What do you do when you want to train but don’t feel like moving your body at all! After all, we are humans and not machines. It happens that even with the best resolutions, motivation sags.
Low training motivation is a subject that you find yourself confronted with over and over again. Especially when life demands a lot of attention in other areas, maintaining your workout routines is a bone test. Here are three tips to help you maintain your training routine during such times.
- Just do it. It’s ok if you don’t feel like it and are not in full swing. Just do it, you don’t have to have a big grin on your face. It is more important to maintain the routine of training times than to have a perfect workout. Accept that you will not achieve any new highs that day. In days and even weeks of such a slack period, 80% of your performance is your 100%. Be satisfied with 80% and be aware that there will be days and times when you will reach 120% again.

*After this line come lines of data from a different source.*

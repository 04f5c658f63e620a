//! Release version check.
//!
//! Compares the running version against the `tag_name` of the latest
//! release. Any failure yields [`VersionStatus::Unknown`]; the check never
//! fails the run.

use crate::net::HttpClient;
use serde::Deserialize;
use tracing::debug;

/// Running version as a release tag.
pub const CURRENT_VERSION: &str = concat!("v", env!("CARGO_PKG_VERSION"));

/// Outcome of the version check.
#[derive(Debug, Clone, PartialEq, Eq)]
pub enum VersionStatus {
    Latest,
    /// A newer release exists; holds its tag.
    Outdated(String),
    Unknown,
    /// No release endpoint configured.
    Unchecked,
}

#[derive(Debug, Deserialize)]
struct Release {
    tag_name: String,
}

fn numeric_parts(tag: &str) -> Option<Vec<u64>> {
    tag.trim()
        .trim_start_matches('v')
        .split('.')
        .map(|part| part.parse().ok())
        .collect()
}

/// Compare the running tag against the latest published tag.
pub fn compare(current: &str, latest: &str) -> VersionStatus {
    match (numeric_parts(current), numeric_parts(latest)) {
        (Some(current), Some(latest)) if current < latest => {
            VersionStatus::Outdated(format!("v{}", join(&latest)))
        }
        (Some(current), Some(latest)) if current == latest => VersionStatus::Latest,
        _ => VersionStatus::Unknown,
    }
}

fn join(parts: &[u64]) -> String {
    parts.iter().map(u64::to_string).collect::<Vec<_>>().join(".")
}

/// Fetch the latest release from `url` and compare it with [`CURRENT_VERSION`].
pub async fn check(client: &HttpClient, url: &str) -> VersionStatus {
    let body = match client.get_bytes(url).await {
        Ok(body) => body,
        Err(e) => {
            debug!(error = %e, "version check failed");
            return VersionStatus::Unknown;
        }
    };

    match serde_json::from_slice::<Release>(&body) {
        Ok(release) => compare(CURRENT_VERSION, &release.tag_name),
        Err(e) => {
            debug!(error = %e, "unexpected release payload");
            VersionStatus::Unknown
        }
    }
}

Not every day is a 100% day.
- Instead of starting the usual strict routine. Start with a treat and lie flat on your back on the floor. Feel inside your body. Start very slowly and small by bending your knees and laying them on your side, inspired by the yoga crocodile pose. Stretch a little. Then lie down flat again and move on to the next soft exercise. Keep one leg straight and pick up the other and hold it with your hands, then slowly switch legs a few times. Do this simple lying leg stretch (Yoga Supta Padangusthasana) and realize that that can be enough! Next, you can roll onto your stomach and simply lift your legs and arms slightly. Pause and then maybe lift your whole upper body. Exercising while lying on your back and relaxing is a very gentle way of waking up the body and getting in the mood. Next, you may be able to get into the lying support position. From there into the warrior pose and you are already standing and ready to train a little more.
- Do precisely what you enjoy! Be creative and find attractive alternative and compensation exercises to your regular training. Leave the path of the familiar and do something different than what you are used to. If you always do hardcore muscle exercises, you will find something nice. You can choose a dance tutorial on youtube and take part. I like to juggle very much. I find these small, light rhythmic movements a pleasant sport to balance the exhausting aerial acrobatics that I usually train. I enjoy it, and it is perfect for the right and left hemispheres to work together. If you always do easy things, then I recommend doing muscle exercises. Do your own plank challenge and hold plank variations for a given time, 30 seconds, one minute. Work your way up to 4 x a minute. If you usually do strength training, then stretch your body!
So you can reward yourself on tired days and expand your skills at the same time.